Among the lines of the data, copy those that hold "Kempegowda".

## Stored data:
|---|

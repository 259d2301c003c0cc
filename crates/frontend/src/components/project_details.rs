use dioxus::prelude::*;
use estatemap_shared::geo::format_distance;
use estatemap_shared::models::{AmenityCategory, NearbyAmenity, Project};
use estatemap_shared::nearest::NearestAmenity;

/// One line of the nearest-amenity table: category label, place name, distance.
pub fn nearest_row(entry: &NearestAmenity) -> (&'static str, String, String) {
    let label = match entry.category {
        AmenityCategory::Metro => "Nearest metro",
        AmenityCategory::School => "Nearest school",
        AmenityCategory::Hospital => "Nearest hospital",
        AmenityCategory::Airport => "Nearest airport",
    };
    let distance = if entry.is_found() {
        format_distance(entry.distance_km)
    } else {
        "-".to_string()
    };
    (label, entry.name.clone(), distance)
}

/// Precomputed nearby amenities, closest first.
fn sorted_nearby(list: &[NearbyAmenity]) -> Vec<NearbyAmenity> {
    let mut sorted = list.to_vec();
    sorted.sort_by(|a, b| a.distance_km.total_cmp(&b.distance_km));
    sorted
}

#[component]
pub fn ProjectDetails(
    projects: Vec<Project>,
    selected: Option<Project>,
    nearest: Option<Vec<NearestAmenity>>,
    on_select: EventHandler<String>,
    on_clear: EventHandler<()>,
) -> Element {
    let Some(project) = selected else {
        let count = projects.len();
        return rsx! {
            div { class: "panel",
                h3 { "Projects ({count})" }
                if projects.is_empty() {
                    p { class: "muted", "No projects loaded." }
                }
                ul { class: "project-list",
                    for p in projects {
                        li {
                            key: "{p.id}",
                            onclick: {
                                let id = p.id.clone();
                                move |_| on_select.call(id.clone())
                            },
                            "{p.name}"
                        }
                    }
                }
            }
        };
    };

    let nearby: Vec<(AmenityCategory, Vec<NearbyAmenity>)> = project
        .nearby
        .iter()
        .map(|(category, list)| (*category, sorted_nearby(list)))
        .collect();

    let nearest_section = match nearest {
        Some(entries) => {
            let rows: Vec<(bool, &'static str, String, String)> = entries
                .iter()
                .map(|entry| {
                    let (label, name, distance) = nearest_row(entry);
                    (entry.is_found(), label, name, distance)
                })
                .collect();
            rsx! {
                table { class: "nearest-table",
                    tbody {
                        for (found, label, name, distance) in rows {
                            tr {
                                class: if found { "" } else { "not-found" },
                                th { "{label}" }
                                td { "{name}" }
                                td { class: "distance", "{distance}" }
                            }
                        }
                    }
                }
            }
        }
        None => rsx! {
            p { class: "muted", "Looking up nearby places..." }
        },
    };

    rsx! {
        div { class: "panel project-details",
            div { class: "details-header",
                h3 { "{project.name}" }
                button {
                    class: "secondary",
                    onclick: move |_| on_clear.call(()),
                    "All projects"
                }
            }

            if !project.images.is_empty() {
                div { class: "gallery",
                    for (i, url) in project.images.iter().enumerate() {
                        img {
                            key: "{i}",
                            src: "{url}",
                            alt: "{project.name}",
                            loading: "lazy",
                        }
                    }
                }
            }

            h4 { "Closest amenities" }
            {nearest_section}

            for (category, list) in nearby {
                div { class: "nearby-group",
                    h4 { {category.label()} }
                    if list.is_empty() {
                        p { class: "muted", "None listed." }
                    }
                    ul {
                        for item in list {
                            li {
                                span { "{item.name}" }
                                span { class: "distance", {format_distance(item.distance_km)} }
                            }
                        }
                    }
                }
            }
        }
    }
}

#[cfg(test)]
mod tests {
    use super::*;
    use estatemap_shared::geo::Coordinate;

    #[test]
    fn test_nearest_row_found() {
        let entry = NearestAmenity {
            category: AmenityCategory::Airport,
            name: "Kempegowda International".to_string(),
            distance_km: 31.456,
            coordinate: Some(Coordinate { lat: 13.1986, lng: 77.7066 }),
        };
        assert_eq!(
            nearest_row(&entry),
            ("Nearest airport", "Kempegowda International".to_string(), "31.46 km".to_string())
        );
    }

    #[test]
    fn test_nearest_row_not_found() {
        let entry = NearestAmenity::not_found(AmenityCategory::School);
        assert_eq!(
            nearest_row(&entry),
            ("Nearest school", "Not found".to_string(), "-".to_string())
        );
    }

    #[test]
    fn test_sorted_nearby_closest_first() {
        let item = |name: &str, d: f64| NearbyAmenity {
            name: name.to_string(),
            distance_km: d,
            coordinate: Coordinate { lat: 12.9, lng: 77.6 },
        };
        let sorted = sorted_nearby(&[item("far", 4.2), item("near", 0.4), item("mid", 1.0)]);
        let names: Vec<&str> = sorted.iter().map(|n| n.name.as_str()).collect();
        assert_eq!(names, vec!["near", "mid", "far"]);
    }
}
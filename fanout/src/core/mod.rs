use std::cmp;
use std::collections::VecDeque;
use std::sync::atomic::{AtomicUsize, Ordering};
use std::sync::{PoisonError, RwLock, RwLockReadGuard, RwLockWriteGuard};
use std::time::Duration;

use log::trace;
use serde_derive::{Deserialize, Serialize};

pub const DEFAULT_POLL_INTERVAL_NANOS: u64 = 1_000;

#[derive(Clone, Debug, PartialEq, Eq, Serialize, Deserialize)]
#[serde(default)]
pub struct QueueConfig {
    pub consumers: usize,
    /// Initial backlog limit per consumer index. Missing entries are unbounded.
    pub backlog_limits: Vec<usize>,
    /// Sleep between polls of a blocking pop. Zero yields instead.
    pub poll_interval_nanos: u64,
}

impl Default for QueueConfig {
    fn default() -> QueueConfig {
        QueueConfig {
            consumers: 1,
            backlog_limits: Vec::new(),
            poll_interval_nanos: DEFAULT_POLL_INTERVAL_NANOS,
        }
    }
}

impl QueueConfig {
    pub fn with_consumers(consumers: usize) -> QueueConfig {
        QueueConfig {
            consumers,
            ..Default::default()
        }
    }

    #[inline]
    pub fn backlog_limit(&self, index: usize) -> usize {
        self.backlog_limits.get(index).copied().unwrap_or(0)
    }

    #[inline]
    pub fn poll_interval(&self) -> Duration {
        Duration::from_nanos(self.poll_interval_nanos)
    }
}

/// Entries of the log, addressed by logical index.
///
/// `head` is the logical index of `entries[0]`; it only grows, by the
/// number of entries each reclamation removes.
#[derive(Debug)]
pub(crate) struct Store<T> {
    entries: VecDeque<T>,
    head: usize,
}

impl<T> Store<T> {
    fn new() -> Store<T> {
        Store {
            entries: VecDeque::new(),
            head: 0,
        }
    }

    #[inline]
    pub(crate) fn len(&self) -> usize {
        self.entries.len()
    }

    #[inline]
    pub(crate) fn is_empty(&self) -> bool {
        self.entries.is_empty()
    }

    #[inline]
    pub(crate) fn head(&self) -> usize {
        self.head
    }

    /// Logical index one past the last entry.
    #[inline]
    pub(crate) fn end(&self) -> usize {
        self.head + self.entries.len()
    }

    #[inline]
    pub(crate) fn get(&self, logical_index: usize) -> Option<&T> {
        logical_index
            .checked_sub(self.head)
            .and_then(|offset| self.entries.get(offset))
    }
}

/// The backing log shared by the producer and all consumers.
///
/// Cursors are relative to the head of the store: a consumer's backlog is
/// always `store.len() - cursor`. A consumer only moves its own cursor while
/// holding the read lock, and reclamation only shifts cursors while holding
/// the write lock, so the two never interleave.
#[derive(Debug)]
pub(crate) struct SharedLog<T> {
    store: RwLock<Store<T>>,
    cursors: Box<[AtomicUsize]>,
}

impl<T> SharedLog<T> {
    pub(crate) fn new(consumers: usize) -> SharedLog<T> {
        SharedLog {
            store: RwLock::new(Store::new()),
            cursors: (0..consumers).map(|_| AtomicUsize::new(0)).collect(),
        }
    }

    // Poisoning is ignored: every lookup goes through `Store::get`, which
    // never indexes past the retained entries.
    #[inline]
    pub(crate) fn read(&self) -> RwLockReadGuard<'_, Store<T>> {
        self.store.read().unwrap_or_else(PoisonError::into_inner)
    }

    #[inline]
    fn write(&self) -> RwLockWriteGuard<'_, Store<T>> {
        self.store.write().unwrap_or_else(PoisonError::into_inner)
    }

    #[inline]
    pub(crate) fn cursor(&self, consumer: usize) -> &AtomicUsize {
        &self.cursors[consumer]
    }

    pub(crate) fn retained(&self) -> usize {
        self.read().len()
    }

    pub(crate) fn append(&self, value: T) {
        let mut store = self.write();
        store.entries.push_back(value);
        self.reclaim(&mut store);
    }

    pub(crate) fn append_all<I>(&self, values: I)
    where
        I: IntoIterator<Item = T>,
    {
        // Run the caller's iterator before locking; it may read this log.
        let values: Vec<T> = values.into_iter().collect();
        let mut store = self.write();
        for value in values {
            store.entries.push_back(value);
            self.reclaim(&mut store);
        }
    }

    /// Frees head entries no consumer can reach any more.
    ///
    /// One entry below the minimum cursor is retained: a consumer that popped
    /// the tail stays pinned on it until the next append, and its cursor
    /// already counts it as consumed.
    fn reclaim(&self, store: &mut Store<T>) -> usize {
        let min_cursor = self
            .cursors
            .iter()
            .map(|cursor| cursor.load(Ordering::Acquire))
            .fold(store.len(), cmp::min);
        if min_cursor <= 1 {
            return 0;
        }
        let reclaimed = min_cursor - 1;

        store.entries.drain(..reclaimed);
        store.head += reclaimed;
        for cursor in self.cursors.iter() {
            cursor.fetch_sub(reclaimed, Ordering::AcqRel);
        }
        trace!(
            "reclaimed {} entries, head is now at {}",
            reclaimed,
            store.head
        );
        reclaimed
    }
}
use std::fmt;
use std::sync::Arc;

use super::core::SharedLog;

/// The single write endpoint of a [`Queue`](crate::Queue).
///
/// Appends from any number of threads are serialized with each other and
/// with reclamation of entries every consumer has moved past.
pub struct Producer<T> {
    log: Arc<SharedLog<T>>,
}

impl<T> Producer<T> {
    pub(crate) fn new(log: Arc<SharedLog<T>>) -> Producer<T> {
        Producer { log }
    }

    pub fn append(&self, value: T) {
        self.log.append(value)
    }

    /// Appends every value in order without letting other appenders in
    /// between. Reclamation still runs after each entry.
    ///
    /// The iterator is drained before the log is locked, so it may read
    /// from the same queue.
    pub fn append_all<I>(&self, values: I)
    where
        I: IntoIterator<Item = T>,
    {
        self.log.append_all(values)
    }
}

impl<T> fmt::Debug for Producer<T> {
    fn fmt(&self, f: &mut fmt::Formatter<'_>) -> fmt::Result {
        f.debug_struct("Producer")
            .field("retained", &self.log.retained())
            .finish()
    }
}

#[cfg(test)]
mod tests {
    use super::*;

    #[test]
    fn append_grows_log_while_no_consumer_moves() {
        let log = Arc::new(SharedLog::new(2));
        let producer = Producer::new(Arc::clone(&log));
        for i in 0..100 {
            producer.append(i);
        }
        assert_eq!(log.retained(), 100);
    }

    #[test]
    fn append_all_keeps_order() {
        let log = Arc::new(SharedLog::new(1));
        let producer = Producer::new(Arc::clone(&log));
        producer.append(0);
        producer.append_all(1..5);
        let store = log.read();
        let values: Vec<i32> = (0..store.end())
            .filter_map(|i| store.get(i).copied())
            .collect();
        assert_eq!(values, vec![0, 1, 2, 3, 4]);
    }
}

|---|

## Solution to the problem:
            name: "Kempegowda International".to_string(),
            ("Nearest airport", "Kempegowda International".to_string(), "31.46 km".to_string())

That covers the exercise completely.